Be that as it may, Whitmarsh says that Essex County has consistently been seeing its highest-ever daily case numbers over the last two weeks, two to three times as high as they’ve ever been.
“As Linda said, it’s not that this was unexpected, but that doesn’t make it any less challenging to manage,” Whitmarsh said on Tuesday.
The managing of the spread is always a challenge. In Essex County, one reason for that challenge comes down to staffing and communication. It’s a tall order for the public health department to respond to case reports in a timely manner; doing so requires each case to be communicated with on a one-to-one basis. That means tracking people down, logging contacts and their contacts, and a lot of legwork.
“As you can imagine, none of that happens extremely quickly,” said Whitmarsh. “It’s labor-intensive. If you have so many cases per day, and only so many staff, we can only get through so many cases per day.”
Another issue comes down to distance. Although Essex County has its community centers, like Ticonderoga and the county seat of Elizabethtown, it’s largely a very rural place in the Adirondack mountains.
Right now, Essex County is working to improve both the distance issue and the staffing issue in one go. Even for a less well-connected county than those closer to big cities, the answer lies online.

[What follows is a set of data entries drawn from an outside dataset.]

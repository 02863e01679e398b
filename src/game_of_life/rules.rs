//! Game of Life rules and generation advance

use super::Grid;
use crate::error::GridError;

/// Advances grids by the standard birth/survival rule.
pub struct Simulator;

impl Simulator {
    /// Next state of a cell given its current state and live-neighbor count.
    pub fn next_state(alive: bool, live_neighbors: u8) -> bool {
        matches!((alive, live_neighbors), (true, 2) | (true, 3) | (false, 3))
    }

    /// Advance `grid` one generation in place.
    ///
    /// Neighbor counts are read from a snapshot taken before any cell is
    /// written, so the scan order has no effect on the result. If the
    /// snapshot cannot be allocated the grid is left untouched.
    pub fn advance(grid: &mut Grid) -> Result<(), GridError> {
        let snapshot = grid.duplicate()?;
        let cols = usize::from(grid.cols());

        for (idx, cell) in grid.cells_mut()?.iter_mut().enumerate() {
            let live_neighbors = snapshot.count_live_neighbors(idx % cols, idx / cols)?;
            *cell = Self::next_state(*cell, live_neighbors);
        }

        drop(snapshot);
        Ok(())
    }

    /// Advance `grid` by `generations` steps, stopping at the first error
    pub fn advance_generations(grid: &mut Grid, generations: u64) -> Result<(), GridError> {
        for _ in 0..generations {
            Self::advance(grid)?;
        }
        Ok(())
    }
}

#[cfg(test)]
mod tests {
    use super::*;
    use rand::SeedableRng;

    fn grid_with(rows: u16, cols: u16, live: &[(usize, usize)]) -> Grid {
        let mut grid = Grid::new(rows, cols).unwrap();
        for &(x, y) in live {
            *grid.cell_mut(x, y).unwrap() = true;
        }
        grid
    }

    #[test]
    fn test_rule_logic() {
        assert!(Simulator::next_state(true, 2));
        assert!(Simulator::next_state(true, 3));
        assert!(Simulator::next_state(false, 3));
        assert!(!Simulator::next_state(true, 1));
        assert!(!Simulator::next_state(true, 4));
        assert!(!Simulator::next_state(false, 2));
        assert!(!Simulator::next_state(false, 4));
        for n in 0..=8 {
            assert_eq!(Simulator::next_state(false, n), n == 3);
        }
    }

    #[test]
    fn test_oscillator_blinker() {
        let horizontal = [(1, 2), (2, 2), (3, 2)];
        let vertical = [(2, 1), (2, 2), (2, 3)];
        let mut grid = grid_with(5, 5, &horizontal);

        Simulator::advance(&mut grid).unwrap();
        assert_eq!(grid, grid_with(5, 5, &vertical));

        Simulator::advance(&mut grid).unwrap();
        assert_eq!(grid, grid_with(5, 5, &horizontal));
    }

    #[test]
    fn test_still_life_block() {
        let block = [(2, 1), (3, 1), (2, 2), (3, 2)];
        let mut grid = grid_with(5, 6, &block);
        Simulator::advance_generations(&mut grid, 4).unwrap();
        assert_eq!(grid, grid_with(5, 6, &block));
    }

    #[test]
    fn test_dead_board_stays_dead() {
        for (rows, cols) in [(0, 0), (1, 1), (3, 7), (10, 4)] {
            let mut grid = Grid::new(rows, cols).unwrap();
            Simulator::advance(&mut grid).unwrap();
            assert_eq!(grid.living_count(), 0);
        }
    }

    #[test]
    fn test_corner_cells_without_wrap() {
        // Three corners of a 3x3 board: the center is born and the corners,
        // which see no live neighbor, die. Wrapping would make them adjacent.
        let mut grid = grid_with(3, 3, &[(0, 0), (2, 0), (0, 2)]);
        Simulator::advance(&mut grid).unwrap();
        assert_eq!(grid.living_cells(), vec![(1, 1)]);
    }

    #[test]
    fn test_advance_uses_snapshot() {
        // An L-tromino becomes a block; updating in place would let the
        // freshly written cells feed later neighbor counts.
        let mut grid = grid_with(4, 4, &[(1, 1), (2, 1), (1, 2)]);
        Simulator::advance(&mut grid).unwrap();
        assert_eq!(grid, grid_with(4, 4, &[(1, 1), (2, 1), (1, 2), (2, 2)]));
    }

    #[test]
    fn test_advance_does_not_touch_duplicate() {
        let mut grid = grid_with(5, 5, &[(1, 2), (2, 2), (3, 2)]);
        let copy = grid.duplicate().unwrap();
        Simulator::advance(&mut grid).unwrap();
        assert_ne!(grid, copy);
        assert_eq!(copy, grid_with(5, 5, &[(1, 2), (2, 2), (3, 2)]));
    }

    #[test]
    fn test_degenerate_shapes() {
        let mut empty_cols = Grid::new(3, 0).unwrap();
        Simulator::advance(&mut empty_cols).unwrap();
        assert_eq!(empty_cols.render_default().unwrap(), "\n\n");

        // a one-row blinker has no room to turn vertical and shrinks to its center
        let mut row = grid_with(1, 5, &[(1, 0), (2, 0), (3, 0)]);
        Simulator::advance(&mut row).unwrap();
        assert_eq!(row.render_default().unwrap(), "OOXOO");

        let mut column = Grid::new(u16::MAX, 1).unwrap();
        column.randomize(&mut rand::rngs::StdRng::seed_from_u64(3)).unwrap();
        Simulator::advance(&mut column).unwrap();
        let text = column.render_default().unwrap();
        assert_eq!(text.split('\n').count(), usize::from(u16::MAX));
        assert!(text.split('\n').all(|line| line == "X" || line == "O"));
    }

    #[test]
    fn test_advance_uninitialized() {
        let mut grid = Grid::default();
        assert_eq!(Simulator::advance(&mut grid), Err(GridError::NotInitialized));
        assert_eq!(grid, Grid::default());
    }
}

“The answer is changing the process,” said Beers. “The process we’ve been working on, isolation and quarantine (…) that process is not working anymore. When a virus gets so large that it’s everywhere, it’s not working.”
Now, Essex County is working on creating a new set of online resources for its residents, similar to sites Beers points to in Saratoga, Erie and Onandaga counties. Instead of having to track down every positive case by phone to tell them what to do and log them into a state system, the county health department will push access to an online database that lets those who test positive do a lot of that logging, and get a lot of that information, on their own. There will still be options to print out forms and keep a hard-copied paper trail of the process.
Essex County will still operate a phone hotline for those who can’t access the internet. But, especially with at-home coronavirus tests available, Beers sees the change as adapting to reality; and she feels her residents are plenty savvy enough to adapt along with the department.
“I’ll be frank,” Beers said, “there’s no way that we know about every COVID case in the county. I have absolutely talked to people who tested positive, who didn’t know that in Essex County we have a link where you can enter the results of your at-home test. They didn’t get that messaging, they weren’t sure, they didn’t want to. But I believe very clearly that all of them – many of them – did the right thing. They said, ‘I didn’t go to work, I knew what to do.'”
When a spike goes up, nobody can look into the future and know with absolute certainty when it will come back down. But Essex County Public Health looks at the data in front of them and hopes that coronavirus cases will have settled down again by the start of February.
In the meantime, area medical centers like Elizabethtown Community Hospital saw some congestion around Thanksgiving, but much of that has calmed back down, as more and more reported cases come back with mild symptoms – a fact which can be chalked up in part to the number of booster shots that have circulated around the region. In Essex County, nearly 70% of residents are fully vaccinated against coronavirus. That’s the kind of hope Beers and Whitmarsh look to.
“The Essex County Public Health Department has served beyond its capacity for two years. We have to right ourselves,” said Beers. “This pandemic is about getting smarter and understanding that there has to be an end to the pandemic.”